Is there any business in the world which is more phony than show business? I mean, it depends, on a daily basis, not just on hype, but on outright lies. And we hear these lies and either believe them or just shrug–when we should be saying “WTF are you talking about?” and calling them what they are–liars. Which is what I just did, re Paula and Idol.

Bottom line: She was a continual embarassment for the show, acting drugged out, spouting incoherent “critiques,” allegedly having an affair w/a contestant and even exposing the artifice of the judging process by once assessing a performance (Jason Castro’s) that hadn’t been done yet (except in rehearsal). So, with ratings in a slow decline, Idol‘s powers decided enough was enough. They gave Kara a tryout run last season, and though she wasn’t much better as a judge than Paula, she didn’t make a fool of herself.

So now Paula is gone and we’re back to a three-member judging panel. And it’s all because Paula “decided” to leave. Riiiiiiight.

Scott could’ve been scott-free? As if. ‘American Idol’ brings phoniness to new lows

April 10, 2009

OK — had to get this off my chest. If American Idol is losing some of its audience, there’s one very good reason: Bad judges.

I mean, even Simon has almost nothing to say other than to criticize wardrobes (irrelevant) and to knock poor singing by placing it in an interchangeable venue of amateurism (karaoke bar, wedding reception, Holiday Inn, cruise ship, birthday party, barmitzvah), as if that says anything discerning about what we’ve just heard. And new judge Kara is as inane and hopeless as Paula and Randy always have been.
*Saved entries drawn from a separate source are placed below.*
impl WizardController {
    pub fn new(today: NaiveDate, config: WizardConfig) -> Self {
        Self {
            config,
            today,
            step: WizardStep::ServiceSelection,
            master: None,
            services: Vec::new(),
            selection: Selection::default(),
            slots: Vec::new(),
            confirm_in_flight: false,
            booking: None,
        }
    }

    pub fn step(&self) -> WizardStep {
        self.step
    }

    pub fn today(&self) -> NaiveDate {
        self.today
    }

    /// Moves the calendar's notion of today. Dates already chosen are kept.
    pub fn set_today(&mut self, today: NaiveDate) {
        self.today = today;
    }

    pub fn master(&self) -> Option<&Master> {
        self.master.as_ref()
    }

    pub fn set_master(&mut self, master: Master) {
        self.master = Some(master);
    }

    pub fn selection(&self) -> &Selection {
        &self.selection
    }

    pub fn services(&self) -> &[Service] {
        &self.services
    }

    pub fn slots(&self) -> &[TimeSlot] {
        &self.slots
    }

    pub fn booking(&self) -> Option<&Booking> {
        self.booking.as_ref()
    }

    pub fn is_confirming(&self) -> bool {
        self.confirm_in_flight
    }

    /// Replaces the catalog wholesale. A service already in the selection keeps its loaded values.
    pub fn set_services(&mut self, services: Vec<Service>) {
        self.services = arrange_catalog(services);
    }

    pub fn calendar(&self) -> CalendarMonth {
        calendar::available_dates(self.today, &self.config.policy)
    }

    pub fn calendar_for(&self, year: i32, month: u32) -> anyhow::Result<CalendarMonth> {
        calendar::month_view(year, month, self.today, &self.config.policy)
    }

    pub fn select_service(&mut self, service_id: &str) -> Result<(), WizardError> {
        self.require_step(WizardStep::ServiceSelection, "select_service")?;

        let service = self
            .services
            .iter()
            .find(|s| s.id == service_id)
            .cloned()
            .ok_or_else(|| WizardError::UnknownService(service_id.to_string()))?;

        tracing::info!(service_id, duration = service.duration_minutes, "service selected");
        self.selection.select_service(service);
        self.slots.clear();
        self.step = WizardStep::DateTimeSelection;
        Ok(())
    }

    /// Validates `date` for the current selection without changing anything.
    pub fn check_date(&self, date: NaiveDate) -> Result<CalendarDay, WizardError> {
        self.require_step(WizardStep::DateTimeSelection, "select_date")?;
        if self.selection.service().is_none() {
            return Err(WizardError::InvalidTransition {
                action: "select_date",
                requires: "a selected service",
            });
        }

        let day = calendar::calendar_day(date, self.today, &self.config.policy);
        if !day.is_selectable() {
            return Err(WizardError::DateNotSelectable {
                date,
                kind: day.kind.as_str(),
            });
        }
        Ok(day)
    }

    /// Chooses a date and derives its slots from `busy`. Any chosen time is dropped.
    pub fn select_date(
        &mut self,
        date: NaiveDate,
        busy: &BusySet,
    ) -> Result<SlotOutcome, WizardError> {
        let day = self.check_date(date)?;
        let duration = self
            .selection
            .service()
            .map(|s| s.duration_minutes)
            .unwrap_or_default();

        let slots = generate_slots(&self.config.window, duration, busy);
        self.selection.select_date(day)?;
        self.slots = slots;

        let available = self.slots.iter().filter(|s| s.is_available()).count();
        tracing::info!(%date, available, total = self.slots.len(), "date selected");

        if available == 0 {
            Ok(SlotOutcome::NoAvailability)
        } else {
            Ok(SlotOutcome::Open {
                available,
                total: self.slots.len(),
            })
        }
    }

    pub fn select_time(&mut self, time: NaiveTime) -> Result<(), WizardError> {
        self.require_step(WizardStep::DateTimeSelection, "select_time")?;
        if self.selection.date().is_none() {
            return Err(WizardError::InvalidTransition {
                action: "select_time",
                requires: "a selected date",
            });
        }

        let slot = self
            .slots
            .iter()
            .find(|s| s.start == time)
            .copied()
            .filter(|s| s.is_available())
            .ok_or_else(|| WizardError::SlotUnavailable(hhmm::format(&time)))?;

        self.selection.select_time(slot)?;
        self.step = WizardStep::Confirmation;
        tracing::info!(time = %hhmm::format(&time), "time selected");
        Ok(())
    }

    /// Steps back once. Returning to service selection drops the date and time.
    pub fn back(&mut self) -> Result<WizardStep, WizardError> {
        if self.confirm_in_flight {
            return Err(WizardError::ConfirmationPending);
        }

        match self.step {
            WizardStep::ServiceSelection => {
                return Err(WizardError::InvalidTransition {
                    action: "back",
                    requires: "a step after service selection",
                })
            }
            WizardStep::Success => {
                return Err(WizardError::InvalidTransition {
                    action: "back",
                    requires: "an unfinished booking",
                })
            }
            WizardStep::DateTimeSelection => {
                self.selection.clear_date_and_time();
                self.slots.clear();
                self.step = WizardStep::ServiceSelection;
            }
            WizardStep::Confirmation => {
                self.step = WizardStep::DateTimeSelection;
            }
        }
        Ok(self.step)
    }

    pub fn restart(&mut self) -> Result<(), WizardError> {
        if self.confirm_in_flight {
            return Err(WizardError::ConfirmationPending);
        }
        self.selection.reset();
        self.slots.clear();
        self.booking = None;
        self.step = WizardStep::ServiceSelection;
        Ok(())
    }

    /// Locks the confirmation action and returns the write to send.
    pub fn begin_confirm(&mut self) -> Result<BookingRequest, WizardError> {
        if self.confirm_in_flight {
            return Err(WizardError::ConfirmationPending);
        }
        self.require_step(WizardStep::Confirmation, "confirm")?;
        let request = self
            .selection
            .booking_request()
            .ok_or(WizardError::InvalidTransition {
                action: "confirm",
                requires: "a complete selection",
            })?;

        self.confirm_in_flight = true;
        Ok(request)
    }

    /// Applies the sink's answer. On failure the step and selection stay as they were.
    pub fn finish_confirm(
        &mut self,
        result: anyhow::Result<Booking>,
    ) -> Result<Booking, WizardError> {
        if !self.confirm_in_flight {
            return Err(WizardError::InvalidTransition {
                action: "finish_confirm",
                requires: "a confirmation in progress",
            });
        }
        self.confirm_in_flight = false;

        match result {
            Ok(booking) => {
                tracing::info!(booking_id = %booking.id, "booking confirmed");
                self.booking = Some(booking.clone());
                self.step = WizardStep::Success;
                Ok(booking)
            }
            Err(e) => {
                tracing::warn!(error = %e, "booking write rejected");
                Err(WizardError::PersistenceFailure(e.to_string()))
            }
        }
    }

    /// Abandons a write whose outcome never arrived. The wizard stays on
    /// Confirmation with its selection so the customer can retry.
    pub fn cancel_confirm(&mut self) -> bool {
        if !self.confirm_in_flight {
            return false;
        }
        self.confirm_in_flight = false;
        tracing::warn!("booking write abandoned");
        true
    }

    pub async fn confirm(&mut self, sink: &dyn BookingSink) -> Result<Booking, WizardError> {
        let request = self.begin_confirm()?;
        let result = sink.create_booking(&request).await;
        self.finish_confirm(result)
    }

    pub fn view(&self) -> WizardView {
        let date_chosen = self.selection.date().is_some();
        WizardView {
            step: self.step,
            step_number: self.step.number(),
            master: self.master.clone(),
            can_go_back: matches!(
                self.step,
                WizardStep::DateTimeSelection | WizardStep::Confirmation
            ) && !self.confirm_in_flight,
            services: self.services.clone(),
            no_services: self.services.is_empty(),
            selection: self.selection.summary(),
            slots: self.slots.clone(),
            no_availability: date_chosen && !self.slots.iter().any(|s| s.is_available()),
            confirm_enabled: self.step == WizardStep::Confirmation
                && self.selection.is_complete()
                && !self.confirm_in_flight,
            confirming: self.confirm_in_flight,
            auto_advance: AutoAdvance {
                after_service_ms: self.config.service_advance_ms,
                after_time_ms: self.config.time_advance_ms,
            },
            success_message: self.success_message(),
            booking: self.booking.clone(),
        }
    }

    fn success_message(&self) -> Option<String> {
        let booking = self.booking.as_ref()?;
        let when = format!(
            "{} at {}",
            booking.date.format("%-d %B"),
            hhmm::format(&booking.start_time)
        );
        Some(match &self.master {
            Some(master) => format!("You're booked with {} on {when}", master.name),
            None => format!("You're booked on {when}"),
        })
    }

    fn require_step(&self, step: WizardStep, action: &'static str) -> Result<(), WizardError> {
        if self.step == step {
            return Ok(());
        }
        let requires = match step {
            WizardStep::ServiceSelection => "the service selection step",
            WizardStep::DateTimeSelection => "the date and time selection step",
            WizardStep::Confirmation => "the confirmation step",
            WizardStep::Success => "the success step",
        };
        Err(WizardError::InvalidTransition { action, requires })
    }
}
And the droning is maddening. I mean, how many times must we hear a non-evaluation of a performance which begs for it while the judges blame it all on song choice? That’s such a cop-out. And the fact is, if Adam can turn Ring of Fire and Tracks of My Tears into songs he virtually owns via new versions, song choice doesn’t matter. If you’re good enough, any song can work for you. As Tim Gunn might say, you make it work for you. Yet several times each week, we hear the tepid criticsm of “You chose the wrong song.”
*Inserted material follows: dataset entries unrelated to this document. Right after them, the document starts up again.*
use chrono::{Datelike, NaiveDate, Weekday};

use crate::models::{CalendarDay, CalendarMonth, DayKind};

/// Which dates may be booked relative to "today".
#[derive(Debug, Clone, Copy, PartialEq, Eq)]
pub struct BookingPolicy {
    /// Days after today that are still bookable.
    pub horizon_days: u32,
    /// When false, today itself counts as past.
    pub same_day_booking: bool,
}

impl Default for BookingPolicy {
    fn default() -> Self {
        Self {
            horizon_days: 14,
            same_day_booking: true,
        }
    }
}

/// Past wins over weekend, weekend over beyond-horizon.
pub fn classify(date: NaiveDate, reference: NaiveDate, policy: &BookingPolicy) -> DayKind {
    if date < reference || (date == reference && !policy.same_day_booking) {
        DayKind::Past
    } else if matches!(date.weekday(), Weekday::Sat | Weekday::Sun) {
        DayKind::Weekend
    } else if (date - reference).num_days() > i64::from(policy.horizon_days) {
        DayKind::BeyondHorizon
    } else {
        DayKind::Available
    }
}

pub fn calendar_day(date: NaiveDate, reference: NaiveDate, policy: &BookingPolicy) -> CalendarDay {
    let kind = classify(date, reference, policy);
    CalendarDay {
        date,
        kind,
        is_current: date == reference && kind == DayKind::Available,
    }
}

/// The month containing `reference`, every day classified.
pub fn available_dates(reference: NaiveDate, policy: &BookingPolicy) -> CalendarMonth {
    build_month(first_of_month(reference), reference, policy)
}

/// Any month, classified against `reference`. Needed when the horizon crosses a month end.
pub fn month_view(
    year: i32,
    month: u32,
    reference: NaiveDate,
    policy: &BookingPolicy,
) -> anyhow::Result<CalendarMonth> {
    let first = NaiveDate::from_ymd_opt(year, month, 1)
        .ok_or_else(|| anyhow::anyhow!("invalid month: {year}-{month:02}"))?;
    Ok(build_month(first, reference, policy))
}

fn first_of_month(date: NaiveDate) -> NaiveDate {
    date.with_day(1).unwrap_or(date)
}

fn build_month(first: NaiveDate, reference: NaiveDate, policy: &BookingPolicy) -> CalendarMonth {
    let days: Vec<CalendarDay> = first
        .iter_days()
        .take_while(|d| d.month() == first.month())
        .map(|d| calendar_day(d, reference, policy))
        .collect();

    CalendarMonth {
        year: first.year(),
        month: first.month(),
        leading_blanks: first.weekday().number_from_monday() - 1,
        days,
    }
}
Actually, Idol chose the wrong judges. I mean, I recall when they once had guest judges, and people like Gene Simmons actually evaluated performances in a thorough and thoughtful manner, giving the kind of true criticisms — and props– which might really help a singer. Now? Fuhgetaboutit. It’s the song choice. Or it’s too karaoke. Or the wardrobe is atrocious. Or they were great, when they really weren’t that great.

Then consider whom the judges picked for this year’s top 12. Apart from Adam, who’s a born professional entertainer (and, as much as I love his work, a two-trick pony so far), the lineup is sounding like warbling actors auditioning for a comedy about lounge lizards. I mean, almost every performance is loungy and phony, with no sense of emotional authority or connecting in any real way with demanding listeners. These people are terrible! As a composer, I’d be appalled to hear my work subverted so much. They never sing the lyrics with any true sense of the words’ meaning, and they treat great melodies as a trivial thing compared to their rambling riffs which dance all around the melody by creating new–and horrible–ones instead.

But beyond burdening us with such a sorry lineup, what really hit home as a judging flop this week was the absurd phoniness of their agitated, animated “we just can’t decide” posturing before doing what we knew they’d do: dismiss Scott, a guy whose bland Up With People performances had rightly gotten him poor marks for weeks. Yet suddenly the judges were oh so torn and were wrestling with the idea of awarding their only free pass of the season to Scott, of all people, while the likes of Adam and Chris might need it in future weeks? Please.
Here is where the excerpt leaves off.